Tonight, I am angry.
I am angry and I am hurt. I am also a fair amount of disgusted and disappointed.
I am not supposed to be this person. I have always known exactly what I wanted and exactly what I needed and I have known what I will not accept, so that I never find myself feeling this way. I allowed myself to feel this kind of low once before and I said never again. Yet I am here and now I am ANGRY!
I've always believed the only person who should have control over your emotions is you. There is only one person who should control your self-worth. One person who dictates your desire to live. No matter how much I love anyone, I have vowed never to give him/her that power over me - largely because I trusted if I allowed myself to reach the point of loving someone that much, I wouldn't *ever* have to worry about them having that power in the first place. Any person I love would never put my self-worth or my desire to live in danger ever again. The kind of love I want and need is the kind I can trust to put absolutely all of me into and know that I won't be endangered in any way.
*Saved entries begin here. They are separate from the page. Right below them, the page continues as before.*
//! # Coatwise CLI
//!
//! Command-line front end for `estimate_core`: quote a request file, check it
//! for silently-defaulted input, and manage saved estimate documents.
//!
//! ```text
//! coatwise quote kitchen.json
//! coatwise validate - < kitchen.json
//! coatwise new smith.estimate.json --title "Smith kitchen" --from kitchen.json
//! coatwise recalc smith.estimate.json --strict
//! coatwise defaults --format json
//! ```

mod config;
mod logging;
mod output;

use std::io::{Read, Write};
use std::path::{Path, PathBuf};
use std::process::ExitCode;

use anyhow::{bail, Context, Result};
use clap::{Parser, Subcommand, ValueEnum};
use estimate_core::document::EstimateDocument;
use estimate_core::errors::EstimateError;
use estimate_core::estimate::Estimator;
use estimate_core::file_io::{
    load_document, load_request, parse_request, save_document, DocumentLock,
};
use estimate_core::input::EstimateRequest;
use estimate_core::settings::{EstimateSettings, SettingsOverrides};
use estimate_core::validation::{ensure_valid, validate_request};
use serde_json::json;

use crate::config::{Config, CONFIG_ENV};
use crate::output::{DefaultsView, IssuesView, ReportView, TotalsView};

#[derive(Parser)]
#[command(name = "coatwise", version, about = "Painting estimate calculator")]
struct Cli {
    /// Config file with stored defaults and rate overrides
    #[arg(long, global = true, env = CONFIG_ENV)]
    config: Option<PathBuf>,
    /// Debug logging
    #[arg(short, long, global = true, default_value_t = false)]
    verbose: bool,
    /// Log as JSON lines
    #[arg(long, global = true, default_value_t = false)]
    log_json: bool,
    #[command(subcommand)]
    command: Command,
}

#[derive(Subcommand)]
enum Command {
    /// Compute totals for a request file (`-` for stdin)
    Quote {
        request: PathBuf,
        /// Refuse input the engine would silently default
        #[arg(long, default_value_t = false)]
        strict: bool,
        #[arg(long, value_enum, default_value_t = Format::Text)]
        format: Format,
    },
    /// List everything in a request the engine would silently default
    Validate { request: PathBuf },
    /// Create an estimate document
    New {
        path: PathBuf,
        #[arg(long)]
        title: String,
        #[arg(long)]
        lead_id: Option<i64>,
        /// Start from this request file instead of an empty estimate
        #[arg(long)]
        from: Option<PathBuf>,
    },
    /// Lock, reload, recompute and save an estimate document
    Recalc {
        path: PathBuf,
        #[arg(long, default_value_t = false)]
        strict: bool,
        /// Name recorded in the lock file (defaults to the login name)
        #[arg(long)]
        user: Option<String>,
    },
    /// Show effective settings and rates
    Defaults {
        #[arg(long, value_enum, default_value_t = Format::Text)]
        format: Format,
    },
}

#[derive(Clone, Copy, Debug, PartialEq, Eq, ValueEnum)]
enum Format {
    Text,
    Json,
}

fn main() -> ExitCode {
    let cli = Cli::parse();
    logging::init_logging(cli.verbose, cli.log_json);

    match run(cli) {
        Ok(code) => ExitCode::from(code),
        Err(err) => {
            eprintln!("error: {err:#}");
            if let Some(estimate_err) = err.downcast_ref::<EstimateError>() {
                if let Ok(details) = serde_json::to_string(estimate_err) {
                    eprintln!("{details}");
                }
            }
            ExitCode::FAILURE
        }
    }
}

fn run(cli: Cli) -> Result<u8> {
    let config = Config::load(cli.config.as_deref())?;
    let stdout = std::io::stdout();
    execute(cli.command, &config, &mut stdout.lock())
}

/// Run one subcommand, writing its report to `out`. Returns the exit code.
fn execute(command: Command, config: &Config, out: &mut impl Write) -> Result<u8> {
    let estimator = Estimator::new(config.rates);

    match command {
        Command::Quote { request, strict, format } => {
            let request = read_request(&request)?;
            check_request(&request, strict)?;

            let report = estimator.quote(&request, &config.defaults);
            match format {
                Format::Text => write!(out, "{}", ReportView(&report))?,
                Format::Json => writeln!(out, "{}", serde_json::to_string_pretty(&report)?)?,
            }
            Ok(0)
        }
        Command::Validate { request } => {
            let issues = validate_request(&read_request(&request)?);
            write!(out, "{}", IssuesView(&issues))?;
            Ok(if issues.is_empty() { 0 } else { 1 })
        }
        Command::New {
            path,
            title,
            lead_id,
            from,
        } => {
            if path.exists() {
                bail!("{} already exists", path.display());
            }
            let mut doc = match from {
                Some(source) => {
                    EstimateDocument::from_request(title, lead_id, read_request(&source)?)
                }
                None => EstimateDocument::new(title, lead_id),
            };
            doc.recompute(&estimator, &config.defaults);
            save_document(&doc, &path)?;
            writeln!(out, "{} -> {}", doc.meta.estimate_number, path.display())?;
            Ok(0)
        }
        Command::Recalc { path, strict, user } => {
            let user = user.unwrap_or_else(whoami::username);
            let _lock = DocumentLock::acquire(&path, user)?;

            let mut doc = load_document(&path)?;
            check_request(&doc.request, strict)?;
            let totals = *doc.recompute(&estimator, &config.defaults);
            save_document(&doc, &path)?;

            writeln!(out, "{} {}", doc.meta.estimate_number, doc.meta.project_title)?;
            write!(out, "{}", TotalsView(&totals))?;
            Ok(0)
        }
        Command::Defaults { format } => {
            let settings =
                EstimateSettings::resolve(&SettingsOverrides::default(), &config.defaults);
            match format {
                Format::Text => write!(
                    out,
                    "{}",
                    DefaultsView {
                        settings: &settings,
                        rates: estimator.rates(),
                    }
                )?,
                Format::Json => {
                    let json = json!({ "settings": settings, "rates": estimator.rates() });
                    writeln!(out, "{}", serde_json::to_string_pretty(&json)?)?;
                }
            }
            Ok(0)
        }
    }
}

/// Read a request from a file, or stdin when the path is `-`.
fn read_request(path: &Path) -> Result<EstimateRequest> {
    if path == Path::new("-") {
        let mut text = String::new();
        std::io::stdin()
            .read_to_string(&mut text)
            .context("reading request from stdin")?;
        return Ok(parse_request(&text)?);
    }
    load_request(path).with_context(|| format!("loading request {}", path.display()))
}

/// Strict mode fails on any issue; otherwise issues are only logged.
fn check_request(request: &EstimateRequest, strict: bool) -> Result<()> {
    if strict {
        ensure_valid(request)?;
        return Ok(());
    }
    for issue in validate_request(request) {
        tracing::warn!(path = %issue.path, kind = ?issue.kind, "{}", issue.message);
    }
    Ok(())
}

#[cfg(test)]
mod tests {
    use super::*;
    use clap::CommandFactory;
    use tempfile::TempDir;

    #[test]
    fn test_cli_definition() {
        Cli::command().debug_assert();
    }

    #[test]
    fn test_parse_quote() {
        let cli = Cli::try_parse_from(["coatwise", "quote", "-", "--strict", "--format", "json"])
            .unwrap();
        match cli.command {
            Command::Quote { request, strict, format } => {
                assert_eq!(request, PathBuf::from("-"));
                assert!(strict);
                assert_eq!(format, Format::Json);
            }
            _ => panic!("expected quote"),
        }
    }

    #[test]
    fn test_parse_new_requires_title() {
        assert!(Cli::try_parse_from(["coatwise", "new", "a.json"]).is_err());
        let cli = Cli::try_parse_from([
            "coatwise", "new", "a.json", "--title", "Porch", "--lead-id", "9",
        ])
        .unwrap();
        assert!(matches!(cli.command, Command::New { lead_id: Some(9), .. }));
    }

    #[test]
    fn test_strict_check_fails_on_issues() {
        let request: EstimateRequest = serde_json::from_str(
            r#"{ "areas": [{ "prepItems": [{ "prepType": "sanding", "quantity": 1 }] }] }"#,
        )
        .unwrap();
        assert!(check_request(&request, false).is_ok());
        let err = check_request(&request, true).unwrap_err();
        assert!(matches!(
            err.downcast_ref::<EstimateError>(),
            Some(EstimateError::ValidationFailed { .. })
        ));
    }

    const KITCHEN: &str = r#"{
        "settings": { "setupMinutesPerArea": 0, "cleanupBufferPct": 0 },
        "areas": [{
            "name": "Kitchen",
            "surfaces": [{ "surfaceType": "trim", "unit": "lf", "measurement": 120 }]
        }]
    }"#;

    fn run_command(command: Command, config: &Config) -> Result<(u8, String)> {
        let mut out = Vec::new();
        let code = execute(command, config, &mut out)?;
        Ok((code, String::from_utf8(out).unwrap()))
    }

    fn write_request(dir: &TempDir, body: &str) -> PathBuf {
        let path = dir.path().join("request.json");
        std::fs::write(&path, body).unwrap();
        path
    }

    fn new_estimate(path: &Path, from: Option<PathBuf>) -> Command {
        Command::New {
            path: path.to_path_buf(),
            title: "Smith kitchen".to_string(),
            lead_id: Some(7),
            from,
        }
    }

    fn recalc(path: &Path, user: &str) -> Command {
        Command::Recalc {
            path: path.to_path_buf(),
            strict: false,
            user: Some(user.to_string()),
        }
    }

    #[test]
    fn test_quote_json() {
        let dir = TempDir::new().unwrap();
        let request = write_request(&dir, KITCHEN);
        let command = Command::Quote {
            request,
            strict: true,
            format: Format::Json,
        };

        let (code, out) = run_command(command, &Config::default()).unwrap();
        assert_eq!(code, 0);
        let report: serde_json::Value = serde_json::from_str(&out).unwrap();
        // 120 lf at 60 lf/hr, one coat
        assert_eq!(report["totals"]["laborHours"], json!(2.0));
        assert_eq!(report["areas"][0]["name"], json!("Kitchen"));
    }

    #[test]
    fn test_validate_exit_codes() {
        let dir = TempDir::new().unwrap();
        let config = Config::default();
        let clean = write_request(&dir, KITCHEN);
        let (code, out) = run_command(Command::Validate { request: clean }, &config).unwrap();
        assert_eq!(code, 0);
        assert_eq!(out, "No issues found\n");

        let sloppy = write_request(
            &dir,
            r#"{ "areas": [{ "prepItems": [{ "prepType": "sanding", "quantity": 2 }] }] }"#,
        );
        let (code, out) = run_command(Command::Validate { request: sloppy }, &config).unwrap();
        assert_eq!(code, 1);
        assert!(out.contains("areas[0].prepItems[0].prepType"));
    }

    #[test]
    fn test_new_then_recalc_saves_totals_and_releases_lock() {
        let dir = TempDir::new().unwrap();
        let request = write_request(&dir, KITCHEN);
        let path = dir.path().join("smith.json");

        let (code, out) =
            run_command(new_estimate(&path, Some(request)), &Config::default()).unwrap();
        assert_eq!(code, 0);
        assert!(out.starts_with("EST-"));
        let created = load_document(&path).unwrap();
        assert_eq!(created.totals.unwrap().labor_cost, 70.0);

        let config = Config::parse("[defaults]\ncrew_hourly_cost = 60\n").unwrap();
        let (code, out) = run_command(recalc(&path, "dana"), &config).unwrap();
        assert_eq!(code, 0);
        assert!(out.contains("Smith kitchen"));

        let saved = load_document(&path).unwrap();
        let totals = saved.totals.unwrap();
        assert_eq!(totals.labor_hours, 2.0);
        assert_eq!(totals.labor_cost, 120.0);
        assert_eq!(saved.meta.id, created.meta.id);
        assert!(!dir.path().join("smith.json.lock").exists());
        assert!(DocumentLock::check(&path).is_none());
    }

    #[test]
    fn test_new_refuses_existing_path() {
        let dir = TempDir::new().unwrap();
        let path = dir.path().join("smith.json");
        run_command(new_estimate(&path, None), &Config::default()).unwrap();

        let err = run_command(new_estimate(&path, None), &Config::default()).unwrap_err();
        assert!(err.to_string().contains("already exists"));
    }

    #[test]
    fn test_recalc_blocked_by_live_lock() {
        let dir = TempDir::new().unwrap();
        let path = dir.path().join("smith.json");
        run_command(new_estimate(&path, None), &Config::default()).unwrap();
        let before = std::fs::read_to_string(&path).unwrap();

        let held = DocumentLock::acquire(&path, "dana").unwrap();
        let err = run_command(recalc(&path, "sam"), &Config::default()).unwrap_err();
        assert!(matches!(
            err.downcast_ref::<EstimateError>(),
            Some(EstimateError::FileLocked { .. })
        ));
        assert_eq!(std::fs::read_to_string(&path).unwrap(), before);

        drop(held);
        assert_eq!(run_command(recalc(&path, "sam"), &Config::default()).unwrap().0, 0);
    }

    #[test]
    fn test_defaults_reflect_config() {
        let config =
            Config::parse("[defaults]\nmarkup_pct = 15\n[rates]\ntrim = { roll = 70 }\n").unwrap();
        let (code, out) = run_command(Command::Defaults { format: Format::Json }, &config).unwrap();
        assert_eq!(code, 0);
        let json: serde_json::Value = serde_json::from_str(&out).unwrap();
        assert_eq!(json["settings"]["markupPct"], json!(15.0));
        assert_eq!(json["rates"]["trim"]["roll"], json!(70.0));
        assert_eq!(json["rates"]["trim"]["spray"], json!(80.0));
    }
}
I am questioning my self-worth and, frighteningly, finding my desire to continue my life unstable on a weekly basis. There's a small victory that it isn't daily anymore, but it still disgusts me. It terrifies me. And, truthfully, it infuriates me!
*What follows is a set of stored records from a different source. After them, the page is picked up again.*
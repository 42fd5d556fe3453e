//! # Error Types
//!
//! Structured error types for estimate_core. The estimating engine itself never
//! fails (bad numbers fall back to defaults), so these errors come from the
//! edges: rate-book configuration, strict validation, and document file I/O.
//!
//! ## Example
//!
//! ```rust
//! use estimate_core::errors::{EstimateError, CalcResult};
//!
//! fn check_rate(field: &str, rate: f64) -> CalcResult<()> {
//!     if !(rate > 0.0) {
//!         let value = rate.to_string();
//!         return Err(EstimateError::invalid_input(field, value, "Rate must be positive"));
//!     }
//!     Ok(())
//! }
//!
//! assert!(check_rate("walls.roll", 175.0).is_ok());
//! assert_eq!(check_rate("walls.roll", 0.0).unwrap_err().error_code(), "INVALID_INPUT");
//! ```

use serde::{Deserialize, Serialize};
use thiserror::Error;

use crate::validation::ValidationIssue;

/// Result type alias for estimate_core operations
pub type CalcResult<T> = Result<T, EstimateError>;

/// Structured error type for estimating operations.
#[derive(Error, Debug, Clone, Serialize, Deserialize, PartialEq)]
#[serde(tag = "type", content = "details")]
pub enum EstimateError {
    /// An input value is invalid (out of range, wrong type, etc.)
    #[error("Invalid input for '{field}': {value} - {reason}")]
    InvalidInput {
        field: String,
        value: String,
        reason: String,
    },

    /// A required field is missing
    #[error("Missing required field: {field}")]
    MissingField { field: String },

    /// Strict validation found problems the engine would silently absorb
    #[error("Estimate failed validation with {} issue(s)", .issues.len())]
    ValidationFailed { issues: Vec<ValidationIssue> },

    /// File I/O error
    #[error("File error: {operation} on '{path}' - {reason}")]
    FileError {
        operation: String,
        path: String,
        reason: String,
    },

    /// Estimate document is locked by another user/process
    #[error("File locked: '{path}' is locked by {locked_by} since {locked_at}")]
    FileLocked {
        path: String,
        locked_by: String,
        locked_at: String,
    },

    /// JSON serialization/deserialization error
    #[error("Serialization error: {reason}")]
    SerializationError { reason: String },

    /// Document schema version mismatch
    #[error("Version mismatch: file version {file_version}, expected {expected_version}")]
    VersionMismatch {
        file_version: String,
        expected_version: String,
    },
}

impl EstimateError {
    /// Create an InvalidInput error
    pub fn invalid_input(
        field: impl Into<String>,
        value: impl Into<String>,
        reason: impl Into<String>,
    ) -> Self {
        EstimateError::InvalidInput {
            field: field.into(),
            value: value.into(),
            reason: reason.into(),
        }
    }

    /// Create a MissingField error
    pub fn missing_field(field: impl Into<String>) -> Self {
        EstimateError::MissingField {
            field: field.into(),
        }
    }

    /// Create a ValidationFailed error from the collected issues
    pub fn validation_failed(issues: Vec<ValidationIssue>) -> Self {
        EstimateError::ValidationFailed { issues }
    }

    /// Create a FileError
    pub fn file_error(
        operation: impl Into<String>,
        path: impl Into<String>,
        reason: impl Into<String>,
    ) -> Self {
        EstimateError::FileError {
            operation: operation.into(),
            path: path.into(),
            reason: reason.into(),
        }
    }

    /// Create a FileLocked error
    pub fn file_locked(
        path: impl Into<String>,
        locked_by: impl Into<String>,
        locked_at: impl Into<String>,
    ) -> Self {
        EstimateError::FileLocked {
            path: path.into(),
            locked_by: locked_by.into(),
            locked_at: locked_at.into(),
        }
    }

    /// Create a SerializationError from any displayable cause
    pub fn serialization(reason: impl std::fmt::Display) -> Self {
        EstimateError::SerializationError {
            reason: reason.to_string(),
        }
    }

    /// Whether retrying later may succeed (someone else holds the lock)
    pub fn is_recoverable(&self) -> bool {
        matches!(self, EstimateError::FileLocked { .. })
    }

    /// Get a short error code for programmatic handling
    pub fn error_code(&self) -> &'static str {
        match self {
            EstimateError::InvalidInput { .. } => "INVALID_INPUT",
            EstimateError::MissingField { .. } => "MISSING_FIELD",
            EstimateError::ValidationFailed { .. } => "VALIDATION_FAILED",
            EstimateError::FileError { .. } => "FILE_ERROR",
            EstimateError::FileLocked { .. } => "FILE_LOCKED",
            EstimateError::SerializationError { .. } => "SERIALIZATION_ERROR",
            EstimateError::VersionMismatch { .. } => "VERSION_MISMATCH",
        }
    }
}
I am angry with myself for allowing myself to be put in this position. I can't put all the blame on anyone else because everything felt, by both parties, is completely valid and justifiable. But recognizing those things, why did I allow myself to be in such a volatile situation for so long? I saw how much a lot of things hurt me, so why have I allowed them to continue hurting me so repeatedly?
My biggest mistake in all of this is that I've been playing to not lose. After being at the centre of so much pain previously, I've feared anything that would cause that much pain again. I've allowed myself to be convinced that what I knew to be playing to win wouldn't work and would be self-destructive. I've accepted that premise and done my best to find every other possible way to get the desired end result. I was never brave enough to say "NO!" though. To say "No, as much as we fear what might happen, there's a better way to go through this." I was never brave enough to say, "This hurts me and as much as I know it's a valid and necessary reaction for you, I can't accept it in my life." I was never strong enough to state, "I know you don't like this and you view it as a reflection on you, an attack, but it truly is just an affirmation for me," and accept whatever reaction came without allowing myself to be torn down.
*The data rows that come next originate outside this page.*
//! # Pricing Roll-up
//!
//! Turns summed labor hours and paint volume into money:
//!
//! ```text
//! laborCost          = laborHours × crewHourlyCost
//! materialCost       = materialGallons × paintUnitCost
//! base               = laborCost + materialCost
//! overhead           = base × overheadPct / 100
//! priceBeforeTax     = base + overhead
//! subtotalWithMarkup = priceBeforeTax × (1 + markupPct / 100)
//! tax                = subtotalWithMarkup × taxRate / 100
//! grandTotal         = subtotalWithMarkup + tax
//! ```
//!
//! The chain runs on unrounded values; every reported field is rounded to
//! cents (hours and gallons to two decimals as well). Reported gallons are
//! first rounded up to the next half gallon.
//!
//! Every step is passed through [`saturate`], so absurd but finite inputs
//! (a crew rate of `1e308`) cap at `f64::MAX` instead of overflowing into
//! infinity and then NaN.

use serde::{Deserialize, Serialize};

use crate::settings::EstimateSettings;
use crate::units::{Gallons, LaborHours};

/// Final numbers for an estimate, as returned to the estimate builder.
///
/// ## JSON Example
///
/// ```json
/// {
///   "laborHours": 7.99,
///   "laborCost": 279.56,
///   "materialGallons": 4.0,
///   "materialCost": 179.14,
///   "overhead": 0.0,
///   "priceBeforeTax": 458.71,
///   "subtotalWithMarkup": 458.71,
///   "tax": 0.0,
///   "grandTotal": 458.71
/// }
/// ```
#[derive(Debug, Clone, Copy, PartialEq, Default, Serialize, Deserialize)]
#[serde(rename_all = "camelCase")]
pub struct EstimateTotals {
    pub labor_hours: f64,
    pub labor_cost: f64,
    /// Rounded up to a multiple of 0.5
    pub material_gallons: f64,
    pub material_cost: f64,
    pub overhead: f64,
    pub price_before_tax: f64,
    pub subtotal_with_markup: f64,
    pub tax: f64,
    pub grand_total: f64,
}

/// Price summed labor and paint under the given settings.
///
/// ```rust
/// use estimate_core::estimate::pricing::roll_up;
/// use estimate_core::settings::EstimateSettings;
/// use estimate_core::units::{Gallons, LaborHours};
///
/// let settings = EstimateSettings {
///     crew_hourly_cost: 50.0,
///     paint_unit_cost: 25.0,
///     ..Default::default()
/// };
/// let totals = roll_up(LaborHours(2.0), Gallons(2.0), &settings);
/// assert_eq!(totals.grand_total, 150.0);
/// ```
pub fn roll_up(labor: LaborHours, paint: Gallons, settings: &EstimateSettings) -> EstimateTotals {
    let hours = saturate(labor.value());
    let gallons = saturate(paint.value());

    let labor_cost = saturate(hours * settings.crew_hourly_cost);
    let material_cost = saturate(gallons * settings.paint_unit_cost);
    let base = saturate(labor_cost + material_cost);
    let overhead = saturate(base * (settings.overhead_pct / 100.0));
    let price_before_tax = saturate(base + overhead);
    let subtotal_with_markup = saturate(price_before_tax * (1.0 + settings.markup_pct / 100.0));
    let tax = saturate(subtotal_with_markup * (settings.tax_rate / 100.0));
    let grand_total = saturate(subtotal_with_markup + tax);

    tracing::debug!(
        labor_hours = hours,
        gallons = gallons,
        base,
        grand_total,
        "priced estimate"
    );

    EstimateTotals {
        labor_hours: round2(hours),
        labor_cost: round2(labor_cost),
        material_gallons: round2(Gallons(gallons).ceil_to_half().value()),
        material_cost: round2(material_cost),
        overhead: round2(overhead),
        price_before_tax: round2(price_before_tax),
        subtotal_with_markup: round2(subtotal_with_markup),
        tax: round2(tax),
        grand_total: round2(grand_total),
    }
}

/// Clamp to a finite value: infinities cap at `f64::MAX`/`f64::MIN`, NaN is 0.
pub fn saturate(value: f64) -> f64 {
    if value.is_nan() {
        0.0
    } else {
        value.clamp(f64::MIN, f64::MAX)
    }
}

/// Round to two decimal places (half away from zero), never returning -0.0
/// or a non-finite number.
pub fn round2(value: f64) -> f64 {
    let value = saturate(value);
    // already integral at this magnitude, and scaling by 100 would overflow
    if value.abs() >= 2f64.powi(52) {
        return value;
    }
    let rounded = (value * 100.0).round() / 100.0;
    if rounded == 0.0 {
        0.0
    } else {
        rounded
    }
}

#[cfg(test)]
mod tests {
    use super::*;

    #[test]
    fn test_pricing_chain() {
        // laborCost 100, materialCost 50
        let settings = EstimateSettings {
            crew_hourly_cost: 50.0,
            paint_unit_cost: 25.0,
            overhead_pct: 10.0,
            markup_pct: 20.0,
            tax_rate: 8.0,
            ..Default::default()
        };
        let totals = roll_up(LaborHours(2.0), Gallons(2.0), &settings);

        assert_eq!(totals.labor_cost, 100.0);
        assert_eq!(totals.material_cost, 50.0);
        assert_eq!(totals.overhead, 15.0);
        assert_eq!(totals.price_before_tax, 165.0);
        assert_eq!(totals.subtotal_with_markup, 198.0);
        assert_eq!(totals.tax, 15.84);
        assert_eq!(totals.grand_total, 213.84);
    }

    #[test]
    fn test_gallons_round_up_to_half() {
        let totals = roll_up(LaborHours(0.0), Gallons(3.2), &EstimateSettings::default());
        assert_eq!(totals.material_gallons, 3.5);
        // cost is on the computed volume, not the rounded purchase
        assert_eq!(totals.material_cost, 144.0);
    }

    #[test]
    fn test_zero_everything() {
        let totals = roll_up(LaborHours(0.0), Gallons(0.0), &EstimateSettings::default());
        assert_eq!(totals, EstimateTotals::default());
    }

    #[test]
    fn test_round2() {
        assert_eq!(round2(1.234), 1.23);
        assert_eq!(round2(1.235_000_1), 1.24);
        assert_eq!(round2(198.000_000_000_03), 198.0);
        assert!(round2(-0.001).is_sign_positive());
    }

    #[test]
    fn test_huge_rates_saturate() {
        let settings = EstimateSettings {
            crew_hourly_cost: 1e308,
            markup_pct: 1e308,
            ..Default::default()
        };
        let totals = roll_up(LaborHours(4.0), Gallons(1.0), &settings);

        assert_eq!(totals.labor_cost, f64::MAX);
        assert_eq!(totals.overhead, 0.0);
        assert_eq!(totals.grand_total, f64::MAX);
        let json = serde_json::to_value(totals).unwrap();
        assert!(json.as_object().unwrap().values().all(|v| v.is_f64()));
    }

    #[test]
    fn test_saturate() {
        assert_eq!(saturate(f64::INFINITY), f64::MAX);
        assert_eq!(saturate(f64::NEG_INFINITY), f64::MIN);
        assert_eq!(saturate(f64::NAN), 0.0);
        assert_eq!(saturate(12.5), 12.5);
        assert_eq!(round2(f64::INFINITY), f64::MAX);
        assert_eq!(round2(f64::NAN), 0.0);
    }

    #[test]
    fn test_serializes_camel_case() {
        let json = serde_json::to_value(EstimateTotals::default()).unwrap();
        for key in [
            "laborHours",
            "laborCost",
            "materialGallons",
            "materialCost",
            "overhead",
            "priceBeforeTax",
            "subtotalWithMarkup",
            "tax",
            "grandTotal",
        ] {
            assert!(json.get(key).is_some(), "missing {key}");
        }
    }
}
I feel like I've been so torn down. The time I spent building myself up, establishing who I am and making sure I was confident of my self-worth seems worthless now because I've allowed myself to be completely torn down by another person... and that absolutely infuriates me.
And now we're attempting to fix it the right way but, because it got to this point, it is extreme and it is excessively difficult. WHY didn't I just stop it before it got to this point?!
In this, I am not giving up on the process. I am not throwing away everything I have worked for. I am not discrediting the future we have planned. I know I'm not the only one who is hurt and disgusted and angry. And I know that this still is the most important thing I've ever done in my life. I believe in it 110%. I believe in both of us.
But right now...? Tonight...? Good Lord, I am angry.